A roadmap for re-canceling DOGE-eliminated programs already exists. Administration officials have reportedly been re-canceling or re-pausing programs unlawfully paused by Trump’s early executive order freezing most government spending. The courts blocked that initial order, so the administration is trying to achieve the same results by other means. Some courts have attempted to block this strategy, but their actions depend on a technical reading of the court order blocking the initial executive order. Eventually, the administration will find a way to cancel programs that aren’t based on specific congressional appropriations.

The upshot is that many DOGE actions will have lasting consequences, regardless of their illegality when they were first taken. Companies regulated by agencies whose employee ranks have been thinned can expect regulatory enforcement to decrease in proportion to the loss of staff. The same applies to industries that need government approvals to do business: If there are fewer staffers to approve applications, the process will slow accordingly.

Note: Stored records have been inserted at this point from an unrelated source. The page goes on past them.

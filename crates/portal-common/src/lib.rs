//! Portal Common - Shared types for the SSO authentication gateway
//!
//! This crate provides the types shared by the gateway crates:
//! - Provider configuration (SAML / OAuth)
//! - Canonical identity record
//! - Error taxonomy
//!
//! Everything here is short-lived request data or immutable configuration;
//! the only long-lived mutable state in the subsystem (provider health)
//! lives in `portal-resilience`.

#![warn(missing_docs)]

pub mod config;
pub mod error;

pub use config::*;
pub use error::*;

use chrono::{DateTime, Utc};
use serde::{Deserialize, Serialize};
use uuid::Uuid;

/// Which authority vouched for an identity
#[derive(Debug, Clone, Copy, PartialEq, Eq, Hash, Serialize, Deserialize)]
#[serde(rename_all = "snake_case")]
pub enum ProviderKind {
    /// SAML 2.0 assertion
    Saml,
    /// OAuth 2.0 authorization-code flow
    Oauth,
    /// Local-password fallback
    Local,
}

impl std::fmt::Display for ProviderKind {
    fn fmt(&self, f: &mut std::fmt::Formatter<'_>) -> std::fmt::Result {
        match self {
            Self::Saml => write!(f, "saml"),
            Self::Oauth => write!(f, "oauth"),
            Self::Local => write!(f, "local"),
        }
    }
}

/// Canonical output of a successful validation.
///
/// Invariant: `external_id` and `email` are non-empty and `email` has passed
/// RFC-shape validation (lower-cased) before a record leaves the normalizer.
#[derive(Debug, Clone, Serialize, Deserialize)]
pub struct IdentityRecord {
    /// Provider-scoped subject identifier
    pub external_id: String,
    /// Sanitized, lower-cased email
    pub email: String,
    /// Display name, empty when the provider sent none
    pub display_name: String,
    /// Department, empty when the provider sent none
    pub department: String,
    /// Which protocol produced this record
    pub provider: ProviderKind,
}

/// Signed session credential bound to a local user.
///
/// The token is self-verifying, but a session row is always persisted
/// alongside it so the server can revoke on logout or timeout.
#[derive(Debug, Clone, Serialize, Deserialize)]
pub struct SessionCredential {
    /// Persisted session row identifier
    pub session_id: Uuid,
    /// Local user the session is bound to
    pub user_id: Uuid,
    /// Signed bearer token
    pub token: String,
    /// Issue time
    pub issued_at: DateTime<Utc>,
    /// Absolute expiry
    pub expires_at: DateTime<Utc>,
}
impl SamlValidator {
    pub fn new(config: SamlProviderConfig) -> Self {
        Self {
            config,
            verifier: None,
            normalizer: IdentityNormalizer::new(),
            seen_ids: DashMap::new(),
            response_marker: Regex::new(r"<(\w+:)?Response[\s>]").expect("static marker pattern"),
        }
    }

    /// Install full signature verification.
    pub fn with_verifier(config: SamlProviderConfig, verifier: Arc<dyn SignatureVerifier>) -> Self {
        let mut validator = Self::new(config);
        validator.verifier = Some(verifier);
        validator
    }

    /// Validate a base64-encoded SAML response end to end.
    pub fn validate(&self, base64_response: &str) -> AuthResult<IdentityRecord> {
        let xml = self.decode(base64_response)?;

        // First line of defense: nothing that lacks a Response root element
        // reaches the XML parser at all.
        if !self.response_marker.is_match(&xml) {
            tracing::warn!(
                provider = %self.config.provider_id,
                "payload has no Response root element"
            );
            return Err(AuthError::MalformedResponse(
                "no Response root element".to_string(),
            ));
        }

        let doc = Document::parse(&xml).map_err(|e| {
            tracing::warn!(provider = %self.config.provider_id, error = %e, "XML parse failed");
            AuthError::MalformedResponse(format!("XML parse failed: {e}"))
        })?;

        self.check_status(&doc)?;
        self.check_signature(&doc, &xml)?;

        let assertion = find_first(doc.root_element(), "Assertion").ok_or_else(|| {
            tracing::warn!(provider = %self.config.provider_id, "response has no assertion");
            AuthError::NoAssertion
        })?;

        let now = Utc::now();
        self.check_conditions(assertion, now)?;
        let name_id = self.check_subject(assertion, now)?;

        let attributes = extract_attributes(assertion);
        let mapping = &self.config.attribute_mapping;
        let email = mapped_value(&attributes, &mapping.email)
            .ok_or_else(|| AuthError::MissingRequiredAttribute("email".to_string()))?;
        let display_name = mapped_value(&attributes, &mapping.display_name);
        let department = mapped_value(&attributes, &mapping.department);

        self.check_replay(&doc, assertion, now)?;

        self.normalizer.normalize(RawProfile {
            external_id: name_id,
            email,
            display_name,
            department,
            provider: ProviderKind::Saml,
        })
    }

    /// Front-channel login URL carrying a fresh `AuthnRequest`.
    pub fn login_url(&self, relay_state: &str) -> String {
        let request_id = format!("_portal_{}", Uuid::new_v4().simple());
        let authn_request = format!(
            r#"<samlp:AuthnRequest xmlns:samlp="urn:oasis:names:tc:SAML:2.0:protocol" xmlns:saml="urn:oasis:names:tc:SAML:2.0:assertion" ID="{}" Version="2.0" IssueInstant="{}" Destination="{}" AssertionConsumerServiceURL="{}" ProtocolBinding="urn:oasis:names:tc:SAML:2.0:bindings:HTTP-POST"><saml:Issuer>{}</saml:Issuer><samlp:NameIDPolicy Format="urn:oasis:names:tc:SAML:1.1:nameid-format:emailAddress" AllowCreate="true"/></samlp:AuthnRequest>"#,
            request_id,
            Utc::now().format("%Y-%m-%dT%H:%M:%SZ"),
            self.config.idp_sso_url,
            self.config.sp_acs_url,
            self.config.sp_entity_id,
        );
        format!(
            "{}?SAMLRequest={}&RelayState={}",
            self.config.idp_sso_url,
            BASE64.encode(authn_request.as_bytes()),
            relay_state
        )
    }

    fn decode(&self, base64_response: &str) -> AuthResult<String> {
        let bytes = BASE64.decode(base64_response.trim().as_bytes()).map_err(|e| {
            tracing::warn!(provider = %self.config.provider_id, error = %e, "base64 decode failed");
            AuthError::MalformedResponse("base64 decode failed".to_string())
        })?;
        String::from_utf8(bytes).map_err(|_| {
            tracing::warn!(provider = %self.config.provider_id, "response is not valid UTF-8");
            AuthError::MalformedResponse("response is not valid UTF-8".to_string())
        })
    }

    fn check_status(&self, doc: &Document<'_>) -> AuthResult<()> {
        let status = find_first(doc.root_element(), "Status").ok_or_else(|| {
            AuthError::ProtocolStatusFailure("Status element missing".to_string())
        })?;
        let code = find_first(status, "StatusCode")
            .and_then(|n| n.attribute("Value"))
            .unwrap_or("");
        if code != STATUS_SUCCESS {
            // The provider message is kept for diagnostics; callers must not
            // echo it to end users.
            let message = find_first(status, "StatusMessage")
                .and_then(|n| n.text())
                .unwrap_or("")
                .trim();
            tracing::warn!(
                provider = %self.config.provider_id,
                status = code,
                message,
                "IdP reported non-success status"
            );
            return Err(AuthError::ProtocolStatusFailure(format!(
                "{code} {message}"
            )));
        }
        Ok(())
    }

    fn check_signature(&self, doc: &Document<'_>, xml: &str) -> AuthResult<()> {
        let present = doc
            .descendants()
            .any(|n| n.is_element() && n.tag_name().name() == "Signature");
        if !present {
            if self.config.require_signature {
                tracing::warn!(provider = %self.config.provider_id, "response carries no signature");
                return Err(AuthError::SignatureMissing);
            }
            return Ok(());
        }
        match &self.verifier {
            Some(verifier) => verifier
                .verify(xml, &self.config.idp_certificate)
                .map_err(|e| {
                    tracing::warn!(provider = %self.config.provider_id, error = %e, "signature verification failed");
                    AuthError::SignatureInvalid(e)
                }),
            None => {
                tracing::debug!(
                    provider = %self.config.provider_id,
                    "signature present but unverified; no verifier installed"
                );
                Ok(())
            }
        }
    }

    fn check_conditions(&self, assertion: Node<'_, '_>, now: DateTime<Utc>) -> AuthResult<()> {
        let Some(conditions) = find_first(assertion, "Conditions") else {
            return Ok(());
        };
        let skew = Duration::seconds(self.config.clock_skew_secs);

        if let Some(raw) = conditions.attribute("NotBefore") {
            let not_before = parse_instant(raw)?;
            if now + skew < not_before {
                tracing::warn!(provider = %self.config.provider_id, "assertion not yet valid");
                return Err(AuthError::ConditionsInvalid(ConditionViolation::NotYetValid));
            }
        }
        if let Some(raw) = conditions.attribute("NotOnOrAfter") {
            let not_on_or_after = parse_instant(raw)?;
            if now - skew >= not_on_or_after {
                tracing::warn!(provider = %self.config.provider_id, "assertion expired");
                return Err(AuthError::ConditionsInvalid(ConditionViolation::Expired));
            }
        }

        let audiences: Vec<&str> = conditions
            .descendants()
            .filter(|n| n.is_element() && n.tag_name().name() == "Audience")
            .filter_map(|n| n.text())
            .map(str::trim)
            .filter(|t| !t.is_empty())
            .collect();
        if !audiences.is_empty() && !audiences.iter().any(|a| *a == self.config.sp_entity_id) {
            tracing::warn!(
                provider = %self.config.provider_id,
                expected = %self.config.sp_entity_id,
                "audience restriction does not name us"
            );
            return Err(AuthError::ConditionsInvalid(
                ConditionViolation::AudienceMismatch,
            ));
        }
        Ok(())
    }

    /// Returns the NameID; rejects missing subjects and stale or misdirected
    /// subject confirmations.
    fn check_subject(&self, assertion: Node<'_, '_>, now: DateTime<Utc>) -> AuthResult<String> {
        let subject = find_first(assertion, "Subject").ok_or(AuthError::MissingSubject)?;
        let name_id = find_first(subject, "NameID")
            .and_then(|n| n.text())
            .map(str::trim)
            .filter(|t| !t.is_empty())
            .ok_or(AuthError::MissingSubject)?
            .to_string();

        if let Some(confirmation) = find_first(subject, "SubjectConfirmationData") {
            if let Some(recipient) = confirmation.attribute("Recipient") {
                if !self.config.sp_acs_url.is_empty() && recipient != self.config.sp_acs_url {
                    tracing::warn!(
                        provider = %self.config.provider_id,
                        recipient,
                        "subject confirmation addressed to a different ACS"
                    );
                    return Err(AuthError::RecipientMismatch);
                }
            }
            if let Some(raw) = confirmation.attribute("NotOnOrAfter") {
                let not_on_or_after = parse_instant(raw)?;
                if now - Duration::seconds(self.config.clock_skew_secs) >= not_on_or_after {
                    return Err(AuthError::ConditionsInvalid(ConditionViolation::Expired));
                }
            }
        }
        Ok(name_id)
    }

    /// Track response and assertion identifiers against reuse inside their
    /// validity window.
    fn check_replay(
        &self,
        doc: &Document<'_>,
        assertion: Node<'_, '_>,
        now: DateTime<Utc>,
    ) -> AuthResult<()> {
        if self.seen_ids.len() > REPLAY_SWEEP_THRESHOLD {
            self.seen_ids.retain(|_, expiry| now < *expiry);
        }

        let window_end = find_first(assertion, "Conditions")
            .and_then(|c| c.attribute("NotOnOrAfter"))
            .and_then(|raw| parse_instant(raw).ok())
            .unwrap_or_else(|| now + Duration::seconds(DEFAULT_REPLAY_WINDOW_SECS));

        let response_id = doc.root_element().attribute("ID");
        let assertion_id = assertion.attribute("ID");

        for id in [response_id, assertion_id].into_iter().flatten() {
            let replayed = self
                .seen_ids
                .get(id)
                .map(|expiry| now < *expiry)
                .unwrap_or(false);
            if replayed {
                match self.config.replay_policy {
                    ReplayPolicy::Reject => {
                        tracing::warn!(
                            provider = %self.config.provider_id,
                            id,
                            "assertion identifier replayed, rejecting"
                        );
                        return Err(AuthError::ReplayDetected(id.to_string()));
                    }
                    ReplayPolicy::Warn => {
                        tracing::warn!(
                            provider = %self.config.provider_id,
                            id,
                            "assertion identifier replayed, policy allows it through"
                        );
                    }
                }
            }
            self.seen_ids.insert(id.to_string(), window_end);
        }
        Ok(())
    }
}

Sectors like life sciences or pharmaceuticals that rely on government-funded research will also feel the effects of DOGE and other ongoing cuts. Those cuts can be regularized — effectively, they will likely remain in effect whenever they don’t contradict specific congressional appropriations.

To be sure, specific sectors that require government funds can lobby the Trump administration to reverse or choose not to reaffirm the DOGE cuts. Based on the evidence that lobbying the Trump administration successfully is possible, some of those efforts will doubtless succeed. Those sectors can also lobby Congress to resist DOGE-initiated cuts with specific appropriations bills, although Trump would have to sign those if they were to take effect.

What’s more, the obvious lack of strategic planning in the haphazard firings and cuts means that sometimes, the Trump administration will eventually realize that what has been cut was necessary. So, some reversals will be required, even from the administration’s perspective. Once DOGE’s activities are limited by court order, DOGE and Musk won’t be as interested in fighting selective reversals of their actions.

Musk will have good reason to stop actively engaging in DOGE work once the courts catch up and bar its ongoing actions. He will have achieved meaningful influence in government direction without going through the legal formalities of appointment and confirmation. Courts are likely to rule that he must, at a minimum, obey conflict of interest and disclosure rules that he would have no interest in following. His influence on Trump has already demonstrated that he will be able to continue lobbying the president from outside the White House.

What’s more, by receding from day-to-day DOGE action once ordered by a court, Musk may be able to avoid what otherwise looks like unavoidable conflict with Trump. Each man seems to believe he has the upper hand. Both can’t be right. Neither has anything to gain by confrontation with the other.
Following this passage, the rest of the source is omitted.